Carson asked Janet whether she would be able to date the city.
"If we still had Wink," she said.
"Okay. Good." He was thinking that they could send the Ashley Tee to find the ship, and recover what she needed.
At the end of the first hour, Carson checked in with Jake. Everything was quiet at the shuttle. "Here too," he said.
"Glad to hear it. You haven't gone very far." Jake seemed intrigued. "What's out there?"
"Treasure," said Carson.
Jake signed off. He had never before been first down on an unknown world. It was a little scary. But he was glad he'd come.
Jake had been piloting Kosmik shuttles for the better part of his life. It was a prestigious job, and it paid well. It hadn't turned out to be as exciting as he'd thought, but all jobs become dull in time. He flew from skydock to ground station to starship. And back. He did it over and over, and he transported people whose interests were limited to their jobs, who never looked out through the shuttle ports. This bunch was different.
He liked them. He'd enjoyed following their trek through the space station, although he'd been careful to keep his interest to himself. It was more his nature to play the hard-headed cynic. And this: he knew about the Monument-Makers, knew they too had roamed the stars. Now he was in one of their cities.

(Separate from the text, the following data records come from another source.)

#[cfg(test)]
mod tests {
    use super::*;
    use crate::ast::Pattern;

    fn machine() -> Interpreter {
        let mut interp = Interpreter::new();
        let realm = interp.create_realm();
        let ctx = interp.new_context(None, realm, None, None, None);
        interp.push_context(ctx);
        interp
    }

    fn simple_formals(names: &[&str]) -> FormalParameters {
        FormalParameters {
            items: names
                .iter()
                .map(|n| Pattern::Identifier(n.to_string()))
                .collect(),
        }
    }

    fn mapped_arguments(
        interp: &mut Interpreter,
        names: &[&str],
        args: &[JsValue],
    ) -> (ObjRef, EnvRef) {
        let env = Environment::new(None);
        for (i, name) in names.iter().enumerate() {
            let value = args.get(i).cloned().unwrap_or(JsValue::Undefined);
            env.borrow_mut()
                .declare_initialized(name, BindingKind::Var, value);
        }
        let formals = simple_formals(names);
        let callee = JsValue::Undefined;
        let val = interp.create_mapped_arguments_object(&callee, &formals, args, &env);
        let obj = interp.object_ref(&val).unwrap();
        (obj, env)
    }

    #[test]
    fn mapped_read_sees_binding_writes() {
        let mut interp = machine();
        let (obj, env) =
            mapped_arguments(&mut interp, &["a", "b"], &[JsValue::Number(1.0), JsValue::Number(2.0)]);
        env.borrow_mut().set("a", JsValue::Number(10.0)).unwrap();
        let desc = interp
            .arguments_get_own_property(&obj, &PropertyKey::from_str("0"))
            .unwrap();
        assert!(matches!(desc.value, Some(JsValue::Number(n)) if n == 10.0));
    }

    #[test]
    fn mapped_write_updates_binding() {
        let mut interp = machine();
        let (obj, env) = mapped_arguments(&mut interp, &["a"], &[JsValue::Number(1.0)]);
        let receiver = interp.object_value(&obj);
        interp
            .set_with_receiver(&obj, &PropertyKey::from_str("0"), JsValue::Number(5.0), &receiver)
            .unwrap();
        assert!(matches!(
            env.borrow().get("a"),
            Some(Ok(JsValue::Number(n))) if n == 5.0
        ));
    }

    #[test]
    fn delete_unlinks_mapping() {
        let mut interp = machine();
        let (obj, env) = mapped_arguments(&mut interp, &["a"], &[JsValue::Number(1.0)]);
        let key = PropertyKey::from_str("0");
        assert!(interp.object_delete(&obj, &key).unwrap());
        // re-create the property; it is no longer live
        interp
            .create_data_property(&obj, &key, JsValue::Number(2.0))
            .unwrap();
        env.borrow_mut().set("a", JsValue::Number(99.0)).unwrap();
        let desc = interp.arguments_get_own_property(&obj, &key).unwrap();
        assert!(matches!(desc.value, Some(JsValue::Number(n)) if n == 2.0));
    }

    #[test]
    fn define_nonwritable_keeps_value_but_unlinks() {
        let mut interp = machine();
        let (obj, env) = mapped_arguments(&mut interp, &["a"], &[JsValue::Number(1.0)]);
        let key = PropertyKey::from_str("0");
        let freeze = PropertyDescriptor {
            writable: Some(false),
            ..Default::default()
        };
        assert!(interp.arguments_define_own_property(&obj, &key, &freeze));
        // the last mapped value was captured at unlink time
        env.borrow_mut().set("a", JsValue::Number(42.0)).unwrap();
        let desc = interp.arguments_get_own_property(&obj, &key).unwrap();
        assert!(matches!(desc.value, Some(JsValue::Number(n)) if n == 1.0));
    }

    #[test]
    fn unmapped_callee_is_poisoned() {
        let mut interp = machine();
        let val = interp.create_unmapped_arguments_object(&[JsValue::Number(1.0)]);
        let result = interp.get(&val, &PropertyKey::from_str("callee"));
        assert!(matches!(result, Err(EvalError::Thrown(_))));
        // length is still a plain data property
        let len = interp.get(&val, &PropertyKey::from_str("length")).unwrap();
        assert!(matches!(len, JsValue::Number(n) if n == 1.0));
    }

    #[test]
    fn string_indices_are_synthetic_and_frozen() {
        let mut interp = machine();
        let obj = interp.create_string_object(JsString::from_str("hi"));
        let d0 = interp
            .string_exotic_get_own_property(&obj, &PropertyKey::from_str("0"))
            .unwrap();
        assert!(matches!(&d0.value, Some(JsValue::String(s)) if s.to_rust_string() == "h"));
        assert_eq!(d0.writable, Some(false));
        assert_eq!(d0.enumerable, Some(true));
        assert_eq!(d0.configurable, Some(false));
        assert!(interp
            .string_exotic_get_own_property(&obj, &PropertyKey::from_str("2"))
            .is_none());

        // redefinition must stay compatible with the frozen shape
        let same = PropertyDescriptor {
            value: Some(JsValue::string("h")),
            ..Default::default()
        };
        assert!(interp.string_exotic_define_own_property(&obj, &PropertyKey::from_str("0"), &same));
        let other = PropertyDescriptor {
            value: Some(JsValue::string("x")),
            ..Default::default()
        };
        assert!(!interp.string_exotic_define_own_property(&obj, &PropertyKey::from_str("0"), &other));
    }

    #[test]
    fn string_keys_lead_with_indices() {
        let mut interp = machine();
        let obj = interp.create_string_object(JsString::from_str("ab"));
        interp
            .create_data_property(&obj, &PropertyKey::from_str("extra"), JsValue::Undefined)
            .unwrap();
        let keys = interp.object_own_property_keys(&obj).unwrap();
        let rendered: Vec<String> = keys.iter().map(|k| k.to_string()).collect();
        assert_eq!(rendered, vec!["0", "1", "length", "extra"]);
    }

    #[test]
    fn array_index_write_grows_length() {
        let mut interp = machine();
        let array = interp.array_create(0, None).unwrap();
        interp
            .create_data_property(&array, &PropertyKey::from_str("5"), JsValue::Number(1.0))
            .unwrap();
        let (len, _) = Interpreter::array_length(&array);
        assert_eq!(len, 6);
    }

    #[test]
    fn shrinking_length_deletes_elements() {
        let mut interp = machine();
        let items: Vec<JsValue> = (0..4).map(|i| JsValue::Number(i as f64)).collect();
        let array = interp.create_array_from(&items).unwrap();
        let shrink = PropertyDescriptor {
            value: Some(JsValue::Number(2.0)),
            ..Default::default()
        };
        assert!(interp.array_set_length(&array, &shrink).unwrap());
        assert!(!array.borrow().has_own(&PropertyKey::from_str("3")));
        assert!(!array.borrow().has_own(&PropertyKey::from_str("2")));
        assert!(array.borrow().has_own(&PropertyKey::from_str("1")));
        let (len, _) = Interpreter::array_length(&array);
        assert_eq!(len, 2);
    }

    #[test]
    fn truncation_stops_at_nonconfigurable_element() {
        let mut interp = machine();
        let items: Vec<JsValue> = (0..4).map(|i| JsValue::Number(i as f64)).collect();
        let array = interp.create_array_from(&items).unwrap();
        let pinned = PropertyDescriptor::data(JsValue::Number(2.0), true, true, false);
        assert!(interp
            .array_define_own_property(&array, &PropertyKey::from_str("2"), &pinned)
            .unwrap());
        let shrink = PropertyDescriptor {
            value: Some(JsValue::Number(0.0)),
            ..Default::default()
        };
        assert!(!interp.array_set_length(&array, &shrink).unwrap());
        // length landed just above the immovable element
        let (len, _) = Interpreter::array_length(&array);
        assert_eq!(len, 3);
        assert!(array.borrow().has_own(&PropertyKey::from_str("2")));
        assert!(!array.borrow().has_own(&PropertyKey::from_str("3")));
    }

    #[test]
    fn frozen_length_blocks_growth() {
        let mut interp = machine();
        let array = interp.array_create(2, None).unwrap();
        let freeze = PropertyDescriptor {
            writable: Some(false),
            ..Default::default()
        };
        assert!(interp.array_set_length(&array, &freeze).unwrap());
        let write = PropertyDescriptor::data_default(JsValue::Number(1.0));
        assert!(!interp
            .array_define_own_property(&array, &PropertyKey::from_str("7"), &write)
            .unwrap());
        // in-range writes still work
        assert!(interp
            .array_define_own_property(&array, &PropertyKey::from_str("1"), &write)
            .unwrap());
    }

    #[test]
    fn non_integral_length_is_a_range_error() {
        let mut interp = machine();
        let array = interp.array_create(0, None).unwrap();
        let bad = PropertyDescriptor {
            value: Some(JsValue::Number(1.5)),
            ..Default::default()
        };
        assert!(matches!(
            interp.array_set_length(&array, &bad),
            Err(EvalError::Thrown(_))
        ));
        assert!(matches!(
            interp.array_create(u32::MAX as u64 + 1, None),
            Err(EvalError::Thrown(_))
        ));
    }
}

The heavy green foliage at the edge of the clearing gleamed in the bright midday sun. He leaned back and clasped his hands behind his head. And saw something. A glimmer of light in the trees.
It looked like a reflection.
He poked his head through the hatch and leaned forward and watched it for several minutes. Something white. A piece of marble, maybe. The warm harbor air washed over him.

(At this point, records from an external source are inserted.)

#[cfg(test)]
mod tests {
    use super::*;
    use crate::ast::{BinaryOp, Expression, Literal};

    fn machine() -> Interpreter {
        let mut interp = Interpreter::new();
        let realm = interp.create_realm();
        let ctx = interp.new_context(None, realm, None, None, None);
        interp.push_context(ctx);
        interp
    }

    fn identifier_params(names: &[&str]) -> FormalParameters {
        FormalParameters {
            items: names
                .iter()
                .map(|n| Pattern::Identifier(n.to_string()))
                .collect(),
        }
    }

    /// `function (a, b) { return a + b; }` built straight from AST nodes.
    fn adder(interp: &mut Interpreter) -> JsValue {
        let env = interp.realms[interp.current_realm_id().0].global_env.clone();
        let body = vec![Statement::Return(Some(Expression::Binary {
            op: BinaryOp::Add,
            left: Box::new(Expression::Identifier("a".to_string())),
            right: Box::new(Expression::Identifier("b".to_string())),
        }))];
        let func = interp.function_create(
            identifier_params(&["a", "b"]),
            Rc::new(body),
            env,
            false,
            false,
            FunctionKind::Normal,
            SourceInfo::synthetic("test.adder"),
            Some("add"),
        );
        interp.make_constructor(&func);
        interp.object_value(&func)
    }

    #[test]
    fn call_folds_return_into_a_value() {
        let mut interp = machine();
        let f = adder(&mut interp);
        let result = interp
            .call(&f, &JsValue::Undefined, &[JsValue::Number(40.0), JsValue::Number(2.0)])
            .unwrap();
        assert!(matches!(result, JsValue::Number(n) if n == 42.0));
    }

    #[test]
    fn missing_arguments_default_to_undefined() {
        let mut interp = machine();
        let f = adder(&mut interp);
        let result = interp
            .call(&f, &JsValue::Undefined, &[JsValue::Number(1.0)])
            .unwrap();
        // 1 + undefined is NaN
        assert!(matches!(result, JsValue::Number(n) if n.is_nan()));
    }

    #[test]
    fn falling_off_the_end_returns_undefined() {
        let mut interp = machine();
        let env = interp.realms[interp.current_realm_id().0].global_env.clone();
        let func = interp.function_create(
            FormalParameters::default(),
            Rc::new(vec![Statement::Empty]),
            env,
            false,
            false,
            FunctionKind::Normal,
            SourceInfo::synthetic("test.noop"),
            None,
        );
        let f = interp.object_value(&func);
        let result = interp.call(&f, &JsValue::Undefined, &[]).unwrap();
        assert!(matches!(result, JsValue::Undefined));
    }

    #[test]
    fn calling_a_non_function_throws() {
        let mut interp = machine();
        let result = interp.call(&JsValue::Number(1.0), &JsValue::Undefined, &[]);
        assert!(matches!(result, Err(EvalError::Thrown(_))));
    }

    #[test]
    fn context_stack_balances_across_throwing_calls() {
        let mut interp = machine();
        let function_proto = interp.intrinsic(Intrinsic::FunctionPrototype);
        let thrower = interp.create_builtin_object(
            Some(function_proto),
            "boom",
            0,
            false,
            Rc::new(|interp: &mut Interpreter, _this, _args, _nt| {
                Err(interp.throw_type_error("boom"))
            }),
        );
        let f = interp.object_value(&thrower);
        let depth_before = interp.realm_chain.len();
        let result = interp.call(&f, &JsValue::Undefined, &[]);
        assert!(matches!(result, Err(EvalError::Thrown(_))));
        assert_eq!(interp.realm_chain.len(), depth_before);
    }

    #[test]
    fn sloppy_call_boxes_this_to_global() {
        let mut interp = machine();
        let env = interp.realms[interp.current_realm_id().0].global_env.clone();
        let body = vec![Statement::Return(Some(Expression::This))];
        let func = interp.function_create(
            FormalParameters::default(),
            Rc::new(body),
            env,
            false,
            false,
            FunctionKind::Normal,
            SourceInfo::synthetic("test.this"),
            None,
        );
        let f = interp.object_value(&func);
        let result = interp.call(&f, &JsValue::Undefined, &[]).unwrap();
        let global_this = interp.realms[interp.current_realm_id().0].global_this.clone();
        assert!(same_value(&result, &global_this));
    }

    #[test]
    fn construct_returns_this_unless_body_returns_object() {
        let mut interp = machine();
        let f = adder(&mut interp);
        let instance = interp.construct(&f, &[], None).unwrap();
        let JsValue::Object(_) = instance else {
            panic!("construct must produce an object");
        };
        // new instance inherits from f.prototype
        let got = interp.ordinary_has_instance(&f, &instance).unwrap();
        assert!(got);
    }

    #[test]
    fn construct_on_non_constructor_throws() {
        let mut interp = machine();
        let function_proto = interp.intrinsic(Intrinsic::FunctionPrototype);
        let plain = interp.create_builtin_object(
            Some(function_proto),
            "plain",
            0,
            false,
            Rc::new(|_interp, _this, _args, _nt| Ok(JsValue::Undefined)),
        );
        let f = interp.object_value(&plain);
        assert!(matches!(
            interp.construct(&f, &[], None),
            Err(EvalError::Thrown(_))
        ));
    }

    #[test]
    fn rest_parameter_collects_tail() {
        let mut interp = machine();
        let env = interp.realms[interp.current_realm_id().0].global_env.clone();
        let params = FormalParameters {
            items: vec![
                Pattern::Identifier("head".to_string()),
                Pattern::Rest(Box::new(Pattern::Identifier("tail".to_string()))),
            ],
        };
        let body = vec![Statement::Return(Some(Expression::Member {
            object: Box::new(Expression::Identifier("tail".to_string())),
            property: crate::ast::MemberProperty::Static("length".to_string()),
        }))];
        let func = interp.function_create(
            params,
            Rc::new(body),
            env,
            false,
            false,
            FunctionKind::Normal,
            SourceInfo::synthetic("test.rest"),
            None,
        );
        let f = interp.object_value(&func);
        let result = interp
            .call(
                &f,
                &JsValue::Undefined,
                &[JsValue::Number(0.0), JsValue::Number(1.0), JsValue::Number(2.0)],
            )
            .unwrap();
        assert!(matches!(result, JsValue::Number(n) if n == 2.0));
    }

    #[test]
    fn default_parameter_evaluates_when_missing() {
        let mut interp = machine();
        let env = interp.realms[interp.current_realm_id().0].global_env.clone();
        let params = FormalParameters {
            items: vec![Pattern::Assign(
                Box::new(Pattern::Identifier("x".to_string())),
                Box::new(Expression::Literal(Literal::Number(7.0))),
            )],
        };
        let body = vec![Statement::Return(Some(Expression::Identifier(
            "x".to_string(),
        )))];
        let func = interp.function_create(
            params,
            Rc::new(body),
            env,
            false,
            false,
            FunctionKind::Normal,
            SourceInfo::synthetic("test.default"),
            None,
        );
        let f = interp.object_value(&func);
        let missing = interp.call(&f, &JsValue::Undefined, &[]).unwrap();
        assert!(matches!(missing, JsValue::Number(n) if n == 7.0));
        let given = interp
            .call(&f, &JsValue::Undefined, &[JsValue::Number(1.0)])
            .unwrap();
        assert!(matches!(given, JsValue::Number(n) if n == 1.0));
    }

    #[test]
    fn generator_body_is_a_typed_engine_fault() {
        let mut interp = machine();
        let env = interp.realms[interp.current_realm_id().0].global_env.clone();
        let func = interp.function_create(
            FormalParameters::default(),
            Rc::new(vec![]),
            env,
            false,
            false,
            FunctionKind::Generator,
            SourceInfo::synthetic("test.gen"),
            None,
        );
        let f = interp.object_value(&func);
        let result = interp.call(&f, &JsValue::Undefined, &[]);
        assert!(matches!(
            result,
            Err(EvalError::Engine(EngineError::Unsupported { .. }))
        ));
    }
}
//! The abstract machine: object heap, realms, execution contexts, and the
//! driver-facing evaluation surface.

use crate::ast::Program;
use crate::error::EngineError;
use crate::types::{JsString, JsSymbol, JsValue, WellKnownSymbol};
use rustc_hash::FxHashMap;
use std::cell::RefCell;
use std::collections::VecDeque;
use std::rc::Rc;

mod types;
pub use types::*;

pub mod context;
pub mod realm;
pub use context::{ExecutionContext, ModuleId, ScriptId, ScriptOrModule};
pub use realm::{Intrinsic, Realm, RealmId};

mod helpers;
pub(crate) use helpers::*;
mod eval;
mod exec;
mod exotic;
mod function;
mod iterator;
mod jobs;
mod ordinary;
pub use iterator::IteratorHint;
pub use jobs::{Job, JobKind};

pub struct Interpreter {
    pub(crate) realms: Vec<realm::Realm>,
    /// Object heap: slot vector with a free list. Object lifetime is plain
    /// reference counting; slots only pin objects so ids stay valid.
    objects: Vec<Option<ObjRef>>,
    free_list: Vec<usize>,
    /// Realms of the pushed contexts, innermost last.
    pub(crate) realm_chain: Vec<RealmId>,
    pub(crate) well_known: WellKnownSymbols,
    next_symbol_id: u64,
    pub(crate) next_context_id: u64,
    pub(crate) job_queues: FxHashMap<String, VecDeque<jobs::Job>>,
    pub(crate) queue_order: Vec<String>,
    /// Remaining node-evaluation budget; `None` means unbounded.
    steps_remaining: Option<u64>,
    /// Throw completions that escaped a job with no capability to reject.
    pub uncaught_job_errors: Vec<JsValue>,
}

/// One instance of each well-known symbol (§6.1.5.1), shared by all realms
/// of the machine.
#[derive(Clone, Debug)]
pub struct WellKnownSymbols {
    pub iterator: JsSymbol,
    pub async_iterator: JsSymbol,
    pub has_instance: JsSymbol,
    pub to_primitive: JsSymbol,
    pub to_string_tag: JsSymbol,
}

impl Default for Interpreter {
    fn default() -> Self {
        Self::new()
    }
}

impl Interpreter {
    pub fn new() -> Self {
        let mut next_symbol_id = 1;
        let mut well_known = |which: WellKnownSymbol| {
            let sym = JsSymbol {
                id: next_symbol_id,
                description: Some(JsString::from_str(which.description())),
            };
            next_symbol_id += 1;
            sym
        };
        let well_known = WellKnownSymbols {
            iterator: well_known(WellKnownSymbol::Iterator),
            async_iterator: well_known(WellKnownSymbol::AsyncIterator),
            has_instance: well_known(WellKnownSymbol::HasInstance),
            to_primitive: well_known(WellKnownSymbol::ToPrimitive),
            to_string_tag: well_known(WellKnownSymbol::ToStringTag),
        };
        Self {
            realms: Vec::new(),
            objects: Vec::new(),
            free_list: Vec::new(),
            realm_chain: Vec::new(),
            well_known,
            next_symbol_id,
            next_context_id: 1,
            job_queues: FxHashMap::default(),
            queue_order: Vec::new(),
            steps_remaining: None,
            uncaught_job_errors: Vec::new(),
        }
    }

    /// Bound the number of node evaluations before the machine aborts with
    /// [`EngineError::BudgetExceeded`]. The only cancellation mechanism.
    pub fn set_step_budget(&mut self, budget: Option<u64>) {
        self.steps_remaining = budget;
    }

    pub(crate) fn check_budget(&mut self) -> Result<(), EngineError> {
        match &mut self.steps_remaining {
            None => Ok(()),
            Some(0) => Err(EngineError::BudgetExceeded),
            Some(n) => {
                *n -= 1;
                Ok(())
            }
        }
    }

    // ---- heap ----

    pub(crate) fn allocate_object_slot(&mut self, obj: ObjRef) -> u64 {
        let id = if let Some(slot) = self.free_list.pop() {
            self.objects[slot] = Some(obj.clone());
            slot as u64
        } else {
            self.objects.push(Some(obj.clone()));
            (self.objects.len() - 1) as u64
        };
        obj.borrow_mut().id = Some(id);
        id
    }

    pub fn get_object(&self, id: u64) -> Option<ObjRef> {
        self.objects.get(id as usize).and_then(|slot| slot.clone())
    }

    /// Resolve a value expected to be an object into its heap record.
    pub(crate) fn object_ref(&mut self, val: &JsValue) -> JsResult<ObjRef> {
        if let JsValue::Object(o) = val
            && let Some(obj) = self.get_object(o.id)
        {
            return Ok(obj);
        }
        Err(self.throw_type_error(&format!("{} is not an object", val.type_name())))
    }

    pub(crate) fn object_value(&self, obj: &ObjRef) -> JsValue {
        let id = obj
            .borrow()
            .id
            .unwrap_or_else(|| panic!("object escaped the heap without a slot"));
        JsValue::Object(crate::types::JsObject { id })
    }

    /// Allocate an object record with the given prototype and exotic tag.
    pub(crate) fn create_object(&mut self, prototype: Option<ObjRef>, kind: ObjectKind) -> ObjRef {
        let mut data = JsObjectData::new(kind);
        data.prototype = prototype;
        let obj = Rc::new(RefCell::new(data));
        self.allocate_object_slot(obj.clone());
        obj
    }

    pub(crate) fn create_symbol(&mut self, description: Option<JsString>) -> JsSymbol {
        let id = self.next_symbol_id;
        self.next_symbol_id += 1;
        JsSymbol { id, description }
    }

    // ---- error objects ----

    pub(crate) fn create_error_object(&mut self, proto: Intrinsic, message: &str) -> JsValue {
        let proto_obj = self.intrinsic(proto);
        let err = self.create_object(Some(proto_obj), ObjectKind::Error);
        err.borrow_mut().insert_property(
            PropertyKey::from_str("message"),
            PropertyDescriptor::data(JsValue::string(message), true, false, true),
        );
        self.object_value(&err)
    }

    pub(crate) fn create_type_error(&mut self, message: &str) -> JsValue {
        self.create_error_object(Intrinsic::TypeErrorPrototype, message)
    }

    pub(crate) fn create_range_error(&mut self, message: &str) -> JsValue {
        self.create_error_object(Intrinsic::RangeErrorPrototype, message)
    }

    /// A `TypeError` throw completion on the error channel.
    pub(crate) fn throw_type_error(&mut self, message: &str) -> EvalError {
        EvalError::Thrown(self.create_type_error(message))
    }

    pub(crate) fn throw_range_error(&mut self, message: &str) -> EvalError {
        EvalError::Thrown(self.create_range_error(message))
    }

    pub(crate) fn unsupported(&self, feature: &'static str) -> EvalError {
        log::warn!("unsupported specification clause reached: {feature}");
        EvalError::Engine(EngineError::Unsupported { feature })
    }

    // ---- driver surface ----

    /// Evaluate a decorated program as top-level script code of `realm`.
    ///
    /// Pushes a script execution context, performs
    /// GlobalDeclarationInstantiation, evaluates the statement list, pops the
    /// context, and hands the resulting completion to the driver unreduced
    /// (an unhandled `Throw` stays a `Throw`). Job queues are *not* drained
    /// here; the driver decides the checkpoint via [`Interpreter::run_jobs`].
    pub fn evaluate_script(
        &mut self,
        realm: RealmId,
        script: ScriptId,
        program: &Program,
    ) -> Result<Completion, EngineError> {
        let global_env = self.realms[realm.0].global_env.clone();
        let ctx = self.new_context(
            None,
            realm,
            Some(ScriptOrModule::Script(script)),
            Some(global_env.clone()),
            Some(global_env.clone()),
        );
        self.push_context(ctx);
        let result = (|| {
            match self.global_declaration_instantiation(&program.body, &global_env) {
                Ok(()) => {}
                Err(EvalError::Thrown(v)) => return Ok(Completion::Throw(v)),
                Err(EvalError::Engine(e)) => return Err(e),
            }
            self.evaluate_statements(&program.body, &global_env)
        })();
        self.pop_context();
        // §16.1.7: an empty script completion value is undefined.
        result.map(|c| c.update_empty(JsValue::Undefined))
    }

    /// Deterministic display string for reporting values to the driver.
    pub fn format_value(&self, val: &JsValue) -> String {
        match val {
            JsValue::Object(o) => {
                if let Some(obj) = self.get_object(o.id) {
                    let obj = obj.borrow();
                    if let Some(JsValue::String(msg)) =
                        obj.get_value(&PropertyKey::from_str("message"))
                    {
                        let name = match obj.get_value(&PropertyKey::from_str("name")) {
                            Some(JsValue::String(n)) => n.to_rust_string(),
                            _ => self.proto_error_name(&obj),
                        };
                        if name.is_empty() {
                            return msg.to_rust_string();
                        }
                        return format!("{name}: {}", msg.to_rust_string());
                    }
                    if let Some(JsFunction::Ecma(slots)) = &obj.callable {
                        return format!("[function {}]", slots.source.describe());
                    }
                    return format!("[object {}]", obj.kind.class_name());
                }
                format!("{val}")
            }
            _ => format!("{val}"),
        }
    }

    fn proto_error_name(&self, obj: &JsObjectData) -> String {
        let mut proto = obj.prototype.clone();
        while let Some(p) = proto {
            let b = p.borrow();
            if let Some(JsValue::String(n)) = b.get_value(&PropertyKey::from_str("name")) {
                return n.to_rust_string();
            }
            proto = b.prototype.clone();
        }
        String::new()
    }
}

They stopped by a crystal stream and gazed at the fish. The filtered sunlight lent an air of unreality and innocence to the forest. There were paths, animal trails, but they were narrow and not always passable. Occasionally, they had to back away from a dead end, or a steep descent, or a bristling thicket. Carson wore out his pulser and borrowed Maggie's.
The stream ran beneath a tapered blue-gray arch. The arch was old, and the elements had had their way with it. Symbols had been carved into the stone, but they were long past deciphering. Maggie tried to read with her fingertips what lay beyond the capability of her eyes.

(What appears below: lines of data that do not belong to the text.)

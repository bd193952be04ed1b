//! The iterator protocol (§7.4), the array and list iterator objects, and
//! the async-from-sync adapter (§27.1.6).

use super::*;
use crate::types::JsValue;
use std::rc::Rc;

/// GetIterator hint (§7.4.3).
#[derive(Clone, Copy, Debug, PartialEq, Eq)]
pub enum IteratorHint {
    Sync,
    Async,
}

She was preoccupied, and did not hear a sudden burst of clicking, like the sound of castanets. The others didn't miss it, however, and looked toward a patch of thick briar in time to see a small crablike creature pull swiftly back out of sight.
Beyond the arch, they found a statue of one of the natives. It was tipped over, and half-buried, but they took time to dig it up. Erect, it would have been twice George's height. They tried to clean it with water from a nearby stream, and were impressed with the abilities of the sculptor: they thought they could read character in the stone features. Nobility. And intelligence.
They measured and mapped and paced. George seemed more interested in what they couldn't see. In what lay hidden in the forest floor. He wondered aloud how long it would take to mount a full-scale mission.